Dazu ein Ausschnitt aus dem Buch „Blackshirts and Reds: Rational Fascism and the Overthrow of Communism“ des amerikanischen Historikers und Politologen Michael Parenti, von 1997:

Lernen nach dem „WARUM?“ zu fragen

Wenn wir ohne Marx‘sche Perspektive denken, das heißt, ohne Klasseninteressen und Klassenmacht zu berücksichtigen, fragen wir selten, warum bestimmte Dinge passieren. Viele Dinge werden in den Nachrichten berichtet, aber nur wenige werden erklärt. Es wird wenig darüber gesprochen, wie die soziale Ordnung organisiert ist und wessen Interessen überwiegen. Ohne einen Rahmen, der erklärt, warum Dinge passieren, müssen wir die Welt so sehen wie Mainstream-Medienexperten: als einen Fluß von Ereignissen, eine Streuung von bestimmten Entwicklungen und Persönlichkeiten, die nicht mit einer größeren Menge sozialer Beziehungen zusammenhängen – angetrieben durch Zufälle und Umstände, verwirrte Absichten und individuelle Ambitionen, niemals von starken Klasseninteressen – und doch produzieren sie Effekte, die solchen Interessen mit beeindruckender Regelmäßigkeit dienen. So schaffen wir es nicht, soziale Probleme mit sozioökonomischen Kräften, die sie erschaffen, in Verbindung zu bringen und wir lernen, unser eigenes kritisches Denken zu stutzen.

Zusammenhänge verstehen

Stellen Sie sich vor, wir hätten etwas anderes versucht; beispielsweise, wenn wir versuchen zu erklären, daß Reichtum und Armut gemeinsam existieren, nicht als zufälliges Nebeneinander, sondern weil Reichtum Armut verursacht, als unvermeidliches Ergebnis der wirtschaftlichen Ausbeutung sowohl zu Hause als auch im Ausland. Wie könnte eine solche Analyse in den kapitaltalistischen Medien oder im Leben des politischen Mainstream präsentiert werden?
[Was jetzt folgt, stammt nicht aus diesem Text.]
//! In-memory [`DocumentStore`] used by the test suites and as an embedded
//! reference backend. Expressions are interpreted, results are ordered by the
//! queried index's key values, and a fault queue lets tests inject throttles,
//! transient failures, and latency one call at a time.

mod eval;

use crate::error::StoreError;
use crate::request::{PutRequest, QueryPage, QueryRequest, ScanRequest, Select};
use crate::traits::DocumentStore;
use crate::value::{AttributeValue, Item};
use async_trait::async_trait;
use dashmap::DashMap;
use std::cmp::Ordering;
use std::collections::{BTreeMap, BTreeSet, VecDeque};
use std::time::Duration;
use tokio::sync::Mutex;
use tracing::debug;

/// Declares a table before items can be written to it.
#[derive(Debug, Clone)]
pub struct TableSpec {
    pub name: String,
    /// Primary key attribute names, partition first.
    pub key_attributes: Vec<String>,
    pub indexes: Vec<MemoryIndex>,
}

/// A secondary index over a declared table. Items lacking the partition
/// attribute are simply absent from the index, as in the real store.
#[derive(Debug, Clone)]
pub struct MemoryIndex {
    pub name: String,
    pub partition: String,
    pub sort: Option<String>,
}

/// One injected failure, consumed by the next store call.
#[derive(Debug, Clone)]
pub enum Fault {
    Throttle,
    Transient,
    Delay(Duration),
}

#[derive(Default)]
pub struct MemoryStore {
    tables: DashMap<String, Table>,
    faults: Mutex<VecDeque<Fault>>,
    disabled_features: Mutex<BTreeSet<String>>,
}

struct Table {
    spec: TableSpec,
    items: BTreeMap<Vec<u8>, Item>,
}

impl MemoryStore {
    pub fn new() -> Self { Self::default() }

    pub fn create_table(&self, spec: TableSpec) {
        self.tables.insert(spec.name.clone(), Table { spec, items: BTreeMap::new() });
    }

    /// Queue a fault; each store call consumes at most one.
    pub async fn inject_fault(&self, fault: Fault) { self.faults.lock().await.push_back(fault); }

    /// Make `supports_feature` report the given feature as absent.
    pub async fn disable_feature(&self, feature: impl Into<String>) {
        self.disabled_features.lock().await.insert(feature.into());
    }

    async fn apply_fault(&self) -> Result<(), StoreError> {
        let fault = self.faults.lock().await.pop_front();
        match fault {
            Some(Fault::Throttle) => Err(StoreError::Throttled { retry_after: None }),
            Some(Fault::Transient) => Err(StoreError::Transient("injected transient failure".to_string())),
            Some(Fault::Delay(duration)) => {
                tokio::time::sleep(duration).await;
                Ok(())
            }
            None => Ok(()),
        }
    }
}

#[async_trait]
impl DocumentStore for MemoryStore {
    async fn query(&self, request: QueryRequest) -> Result<QueryPage, StoreError> {
        self.apply_fault().await?;
        let table = self
            .tables
            .get(&request.table_name)
            .ok_or_else(|| StoreError::validation(format!("unknown table \"{}\"", request.table_name)))?;

        let key_condition = eval::parse(
            &request.key_condition_expression,
            &request.expression_attribute_names,
            &request.expression_attribute_values,
        )?;
        let filter = parse_filter(&request)?;

        let index = match &request.index_name {
            Some(name) => Some(
                table
                    .spec
                    .indexes
                    .iter()
                    .find(|i| &i.name == name)
                    .ok_or_else(|| StoreError::validation(format!("unknown index \"{}\"", name)))?,
            ),
            None => None,
        };

        let mut matched: Vec<(&Vec<u8>, &Item)> = table
            .items
            .iter()
            .filter(|(_, item)| index.is_none_or(|i| item.contains_key(&i.partition)))
            .filter(|(_, item)| eval::eval(&key_condition, item))
            .filter(|(_, item)| filter.as_ref().is_none_or(|f| eval::eval(f, item)))
            .collect();

        if let Some(index) = index {
            matched.sort_by(|a, b| index_order(index, a.1, b.1).then_with(|| a.0.cmp(b.0)));
        }

        debug!(table = %request.table_name, index = ?request.index_name, matched = matched.len(), "memory query");
        page(matched, &request.limit, &request.exclusive_start_key, request.select, &table.spec)
    }

    async fn scan(&self, request: ScanRequest) -> Result<QueryPage, StoreError> {
        self.apply_fault().await?;
        let table = self
            .tables
            .get(&request.table_name)
            .ok_or_else(|| StoreError::validation(format!("unknown table \"{}\"", request.table_name)))?;

        let filter = if request.filter_expression.is_empty() {
            None
        } else {
            Some(eval::parse(
                &request.filter_expression,
                &request.expression_attribute_names,
                &request.expression_attribute_values,
            )?)
        };

        let matched: Vec<(&Vec<u8>, &Item)> = table
            .items
            .iter()
            .filter(|(_, item)| filter.as_ref().is_none_or(|f| eval::eval(f, item)))
            .collect();

        page(matched, &request.limit, &request.exclusive_start_key, request.select, &table.spec)
    }

    async fn put(&self, request: PutRequest) -> Result<(), StoreError> {
        self.apply_fault().await?;
        let mut table = self
            .tables
            .get_mut(&request.table_name)
            .ok_or_else(|| StoreError::validation(format!("unknown table \"{}\"", request.table_name)))?;

        let key = key_bytes(&table.spec, &request.item)?;
        if let Some(expression) = &request.condition_expression {
            let values = indexmap::IndexMap::new();
            let condition = eval::parse(expression, &request.expression_attribute_names, &values)?;
            let empty = Item::new();
            let subject = table.items.get(&key).unwrap_or(&empty);
            if !eval::eval(&condition, subject) {
                let attribute = eval::first_path(&condition).unwrap_or_default().to_string();
                return Err(StoreError::ConditionFailed { attribute });
            }
        }
        table.items.insert(key, request.item);
        Ok(())
    }

    async fn supports_feature(&self, feature: &str) -> Result<bool, StoreError> {
        Ok(!self.disabled_features.lock().await.contains(feature))
    }
}

fn parse_filter(request: &QueryRequest) -> Result<Option<eval::Cond>, StoreError> {
    if request.filter_expression.is_empty() {
        return Ok(None);
    }
    eval::parse(
        &request.filter_expression,
        &request.expression_attribute_names,
        &request.expression_attribute_values,
    )
    .map(Some)
}

fn index_order(index: &MemoryIndex, a: &Item, b: &Item) -> Ordering {
    attr_order(a.get(&index.partition), b.get(&index.partition)).then_with(|| match &index.sort {
        Some(sort) => attr_order(a.get(sort), b.get(sort)),
        None => Ordering::Equal,
    })
}

fn attr_order(a: Option<&AttributeValue>, b: Option<&AttributeValue>) -> Ordering {
    match (a, b) {
        (Some(x), Some(y)) => x.compare(y).unwrap_or_else(|| x.cmp(y)),
        (Some(_), None) => Ordering::Less,
        (None, Some(_)) => Ordering::Greater,
        (None, None) => Ordering::Equal,
    }
}

fn page(
    matched: Vec<(&Vec<u8>, &Item)>,
    limit: &Option<u32>,
    exclusive_start_key: &Option<Item>,
    select: Select,
    spec: &TableSpec,
) -> Result<QueryPage, StoreError> {
    let start = match exclusive_start_key {
        Some(resume) => {
            let position = matched
                .iter()
                .position(|(_, item)| key_projection(spec, item).map(|p| &p == resume).unwrap_or(false))
                .ok_or_else(|| StoreError::validation("exclusive_start_key does not match any item".to_string()))?;
            position + 1
        }
        None => 0,
    };

    let window_len = match limit {
        Some(limit) => (*limit as usize).min(matched.len().saturating_sub(start)),
        None => matched.len().saturating_sub(start),
    };
    let window = &matched[start..start + window_len];
    let end = start + window_len;

    let last_evaluated_key = if end < matched.len() && window_len > 0 {
        Some(key_projection(spec, window[window_len - 1].1)?)
    } else {
        None
    };

    let items = match select {
        Select::AllAttributes => window.iter().map(|(_, item)| (*item).clone()).collect(),
        Select::Count => Vec::new(),
    };
    Ok(QueryPage { items, count: window_len as u64, last_evaluated_key })
}

fn key_projection(spec: &TableSpec, item: &Item) -> Result<Item, StoreError> {
    spec.key_attributes
        .iter()
        .map(|attr| {
            item.get(attr)
                .map(|value| (attr.clone(), value.clone()))
                .ok_or_else(|| StoreError::validation(format!("item missing key attribute \"{}\"", attr)))
        })
        .collect()
}

fn key_bytes(spec: &TableSpec, item: &Item) -> Result<Vec<u8>, StoreError> {
    let mut out = Vec::new();
    for attr in &spec.key_attributes {
        let value = item
            .get(attr)
            .ok_or_else(|| StoreError::validation(format!("item missing key attribute \"{}\"", attr)))?;
        encode_key_value(value, &mut out)?;
    }
    Ok(out)
}

fn encode_key_value(value: &AttributeValue, out: &mut Vec<u8>) -> Result<(), StoreError> {
    match value {
        AttributeValue::S(s) => {
            out.push(0x01);
            out.extend_from_slice(s.as_bytes());
            out.push(0x00);
        }
        AttributeValue::N(n) => {
            out.push(0x02);
            out.extend_from_slice(n.as_bytes());
            out.push(0x00);
        }
        AttributeValue::Bool(b) => {
            out.push(0x03);
            out.push(u8::from(*b));
        }
        other => {
            return Err(StoreError::validation(format!("key attributes must be scalar, got {}", other.type_name())));
        }
    }
    Ok(())
}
Zum Beispiel: Kinderarbeit

Nehmen wir an, wir begännen mit einer bestimmten Geschichte darüber, wie Kinderarbeit in Indonesien wird von multinationalen Konzernen auf fast-hunger Lohnniveau in Auftrag gegeben wird. Diese Information würde wahrscheinlich nicht in rechten Publikationen erscheinen, aber 1996 erschien sie – nach jahrzehntelangen Bemühungen einiger Aktivisten – in der zentristischen Mainstream-Presse. Was wäre, wenn wir dann eine Grenze überschreiten würden und sagten, daß diese ausbeuterischen Beziehungen zwischen „Arbeitgebern“ und „Arbeitnehmern“* durch die volle Macht der Indonesischen Militärregierung unterstützt wird. Wenige Medien würden diese Geschichte tragen, aber sie könnte immer noch auf einer Innenseite der New York Times oder der Washington Post erwähnt werden.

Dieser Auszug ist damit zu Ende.